What to produce: Filter the listing below, keeping only the lines with the word "streaming".
-- Opening Marker --
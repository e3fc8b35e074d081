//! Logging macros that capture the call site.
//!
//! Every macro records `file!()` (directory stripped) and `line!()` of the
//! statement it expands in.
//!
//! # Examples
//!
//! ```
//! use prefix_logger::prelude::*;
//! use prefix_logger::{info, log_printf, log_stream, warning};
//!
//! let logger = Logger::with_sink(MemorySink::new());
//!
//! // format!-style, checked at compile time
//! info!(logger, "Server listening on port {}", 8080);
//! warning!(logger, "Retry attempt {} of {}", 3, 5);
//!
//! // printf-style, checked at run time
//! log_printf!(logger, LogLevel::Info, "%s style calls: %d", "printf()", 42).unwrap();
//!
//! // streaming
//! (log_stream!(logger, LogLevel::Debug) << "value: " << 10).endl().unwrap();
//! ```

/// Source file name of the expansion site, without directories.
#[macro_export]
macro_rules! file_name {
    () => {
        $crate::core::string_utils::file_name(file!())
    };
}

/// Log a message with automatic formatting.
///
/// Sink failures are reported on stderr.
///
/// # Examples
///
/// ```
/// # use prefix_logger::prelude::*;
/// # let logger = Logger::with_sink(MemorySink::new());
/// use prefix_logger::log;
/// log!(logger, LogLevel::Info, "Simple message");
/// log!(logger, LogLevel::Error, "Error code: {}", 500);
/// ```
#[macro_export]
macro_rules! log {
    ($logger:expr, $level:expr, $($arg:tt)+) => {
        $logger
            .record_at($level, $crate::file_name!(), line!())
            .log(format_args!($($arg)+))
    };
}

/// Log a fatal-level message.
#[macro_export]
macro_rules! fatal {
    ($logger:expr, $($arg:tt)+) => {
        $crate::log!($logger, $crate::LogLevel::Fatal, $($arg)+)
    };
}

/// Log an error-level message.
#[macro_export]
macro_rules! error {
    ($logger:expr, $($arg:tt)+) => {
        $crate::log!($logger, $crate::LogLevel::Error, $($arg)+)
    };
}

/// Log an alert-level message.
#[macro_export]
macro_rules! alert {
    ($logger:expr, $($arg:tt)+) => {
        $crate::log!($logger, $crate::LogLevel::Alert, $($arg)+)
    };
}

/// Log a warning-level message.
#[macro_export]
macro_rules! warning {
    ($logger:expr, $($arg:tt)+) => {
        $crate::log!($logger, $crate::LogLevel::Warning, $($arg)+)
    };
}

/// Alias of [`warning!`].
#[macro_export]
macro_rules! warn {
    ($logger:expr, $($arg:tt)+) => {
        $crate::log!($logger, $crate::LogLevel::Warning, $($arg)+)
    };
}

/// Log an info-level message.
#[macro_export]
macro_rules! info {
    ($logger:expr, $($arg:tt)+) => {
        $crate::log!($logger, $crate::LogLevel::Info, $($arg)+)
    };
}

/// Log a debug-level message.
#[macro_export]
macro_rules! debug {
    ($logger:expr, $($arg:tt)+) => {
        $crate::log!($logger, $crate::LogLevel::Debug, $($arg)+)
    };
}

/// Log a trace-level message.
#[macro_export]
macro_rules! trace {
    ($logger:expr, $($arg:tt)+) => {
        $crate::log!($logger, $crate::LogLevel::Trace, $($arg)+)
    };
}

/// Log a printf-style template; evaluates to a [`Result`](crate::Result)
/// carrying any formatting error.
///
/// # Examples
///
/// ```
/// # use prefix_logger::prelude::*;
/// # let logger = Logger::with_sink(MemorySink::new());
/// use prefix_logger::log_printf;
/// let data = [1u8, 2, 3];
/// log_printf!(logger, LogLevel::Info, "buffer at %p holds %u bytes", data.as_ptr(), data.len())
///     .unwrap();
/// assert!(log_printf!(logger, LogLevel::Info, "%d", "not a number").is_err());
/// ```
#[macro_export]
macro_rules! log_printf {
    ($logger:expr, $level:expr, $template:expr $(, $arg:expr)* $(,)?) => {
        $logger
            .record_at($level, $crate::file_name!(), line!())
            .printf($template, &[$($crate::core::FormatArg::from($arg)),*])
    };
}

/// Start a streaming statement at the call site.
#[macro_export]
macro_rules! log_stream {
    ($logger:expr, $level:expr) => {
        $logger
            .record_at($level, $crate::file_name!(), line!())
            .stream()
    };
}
-- Closing Marker --
-- Opening Marker --
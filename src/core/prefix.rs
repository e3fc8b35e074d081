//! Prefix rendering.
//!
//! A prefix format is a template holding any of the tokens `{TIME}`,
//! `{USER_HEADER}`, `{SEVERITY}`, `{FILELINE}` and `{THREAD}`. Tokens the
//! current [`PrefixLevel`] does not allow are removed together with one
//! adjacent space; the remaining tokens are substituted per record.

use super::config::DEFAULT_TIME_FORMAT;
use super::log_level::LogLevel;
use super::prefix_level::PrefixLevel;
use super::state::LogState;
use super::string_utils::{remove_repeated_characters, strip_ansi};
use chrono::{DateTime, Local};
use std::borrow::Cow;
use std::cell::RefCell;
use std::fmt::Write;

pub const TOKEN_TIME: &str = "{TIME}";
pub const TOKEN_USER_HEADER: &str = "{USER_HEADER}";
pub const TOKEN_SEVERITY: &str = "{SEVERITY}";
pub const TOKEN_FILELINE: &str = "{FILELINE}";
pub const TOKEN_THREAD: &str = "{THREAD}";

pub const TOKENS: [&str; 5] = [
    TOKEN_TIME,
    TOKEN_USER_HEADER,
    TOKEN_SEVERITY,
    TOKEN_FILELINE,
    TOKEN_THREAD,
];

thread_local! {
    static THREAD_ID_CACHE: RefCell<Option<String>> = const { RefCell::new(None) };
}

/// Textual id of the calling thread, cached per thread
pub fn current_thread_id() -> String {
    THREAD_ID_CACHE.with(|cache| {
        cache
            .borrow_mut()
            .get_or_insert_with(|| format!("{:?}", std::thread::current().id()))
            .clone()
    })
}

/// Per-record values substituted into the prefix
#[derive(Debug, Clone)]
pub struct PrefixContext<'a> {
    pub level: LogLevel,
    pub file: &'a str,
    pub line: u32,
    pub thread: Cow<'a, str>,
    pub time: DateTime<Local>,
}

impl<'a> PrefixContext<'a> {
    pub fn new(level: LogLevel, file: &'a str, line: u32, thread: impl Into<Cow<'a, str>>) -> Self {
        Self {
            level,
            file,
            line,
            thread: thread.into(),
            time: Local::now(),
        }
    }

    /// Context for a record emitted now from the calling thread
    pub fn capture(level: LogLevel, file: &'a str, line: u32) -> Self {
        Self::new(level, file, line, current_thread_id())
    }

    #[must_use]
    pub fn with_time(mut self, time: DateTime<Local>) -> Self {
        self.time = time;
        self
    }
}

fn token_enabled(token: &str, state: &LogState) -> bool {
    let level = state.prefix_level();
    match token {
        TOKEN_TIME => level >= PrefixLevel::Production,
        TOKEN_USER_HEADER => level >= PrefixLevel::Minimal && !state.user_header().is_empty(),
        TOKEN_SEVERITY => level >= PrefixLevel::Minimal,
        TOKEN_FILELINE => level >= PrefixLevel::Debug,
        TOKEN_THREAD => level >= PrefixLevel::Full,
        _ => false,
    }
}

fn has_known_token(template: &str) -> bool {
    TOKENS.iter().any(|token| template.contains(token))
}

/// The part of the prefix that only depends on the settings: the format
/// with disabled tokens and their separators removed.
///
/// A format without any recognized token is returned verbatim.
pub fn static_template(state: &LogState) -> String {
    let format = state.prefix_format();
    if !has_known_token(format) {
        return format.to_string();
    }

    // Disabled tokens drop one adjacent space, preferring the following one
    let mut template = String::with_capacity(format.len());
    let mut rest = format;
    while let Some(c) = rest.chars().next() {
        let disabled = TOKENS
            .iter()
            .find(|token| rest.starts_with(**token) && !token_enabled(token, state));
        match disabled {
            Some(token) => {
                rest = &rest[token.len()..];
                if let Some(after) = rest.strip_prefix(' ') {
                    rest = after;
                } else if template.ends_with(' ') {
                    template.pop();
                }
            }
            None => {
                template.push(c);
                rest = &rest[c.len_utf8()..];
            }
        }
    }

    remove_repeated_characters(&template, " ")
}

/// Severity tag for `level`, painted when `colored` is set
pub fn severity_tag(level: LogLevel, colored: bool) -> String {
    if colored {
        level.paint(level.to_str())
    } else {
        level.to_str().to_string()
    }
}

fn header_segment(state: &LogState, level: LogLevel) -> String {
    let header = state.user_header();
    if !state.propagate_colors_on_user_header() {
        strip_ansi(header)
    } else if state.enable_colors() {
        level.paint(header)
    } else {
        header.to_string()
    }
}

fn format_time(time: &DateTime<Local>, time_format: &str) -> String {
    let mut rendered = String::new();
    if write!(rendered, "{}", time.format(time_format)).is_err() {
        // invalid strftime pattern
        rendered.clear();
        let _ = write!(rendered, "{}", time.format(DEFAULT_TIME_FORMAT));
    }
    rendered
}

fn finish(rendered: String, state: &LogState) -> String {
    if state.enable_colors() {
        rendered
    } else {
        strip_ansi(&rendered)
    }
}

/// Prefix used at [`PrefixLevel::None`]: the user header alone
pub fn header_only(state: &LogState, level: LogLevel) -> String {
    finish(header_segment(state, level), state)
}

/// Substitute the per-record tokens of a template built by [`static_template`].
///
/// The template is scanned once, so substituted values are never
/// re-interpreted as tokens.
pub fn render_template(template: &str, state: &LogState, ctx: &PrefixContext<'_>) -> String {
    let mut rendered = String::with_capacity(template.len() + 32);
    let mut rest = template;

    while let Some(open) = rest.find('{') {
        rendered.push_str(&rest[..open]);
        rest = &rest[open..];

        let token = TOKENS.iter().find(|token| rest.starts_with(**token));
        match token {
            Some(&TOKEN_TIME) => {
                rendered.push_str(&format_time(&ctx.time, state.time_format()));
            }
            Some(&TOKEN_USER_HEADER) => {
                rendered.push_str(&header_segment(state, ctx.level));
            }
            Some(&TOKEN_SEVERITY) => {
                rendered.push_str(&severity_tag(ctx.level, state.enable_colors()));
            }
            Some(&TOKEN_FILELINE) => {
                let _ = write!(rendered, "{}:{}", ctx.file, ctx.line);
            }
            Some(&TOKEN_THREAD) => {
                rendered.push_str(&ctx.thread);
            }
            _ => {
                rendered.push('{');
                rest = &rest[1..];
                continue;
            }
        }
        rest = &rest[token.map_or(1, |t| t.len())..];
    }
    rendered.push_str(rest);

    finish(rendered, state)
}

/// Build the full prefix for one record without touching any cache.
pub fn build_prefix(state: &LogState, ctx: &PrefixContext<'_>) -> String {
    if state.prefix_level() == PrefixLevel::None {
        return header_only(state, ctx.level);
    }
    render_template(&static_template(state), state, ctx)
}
-- Closing Marker --
Solution to this task:
//! // streaming
/// Start a streaming statement at the call site.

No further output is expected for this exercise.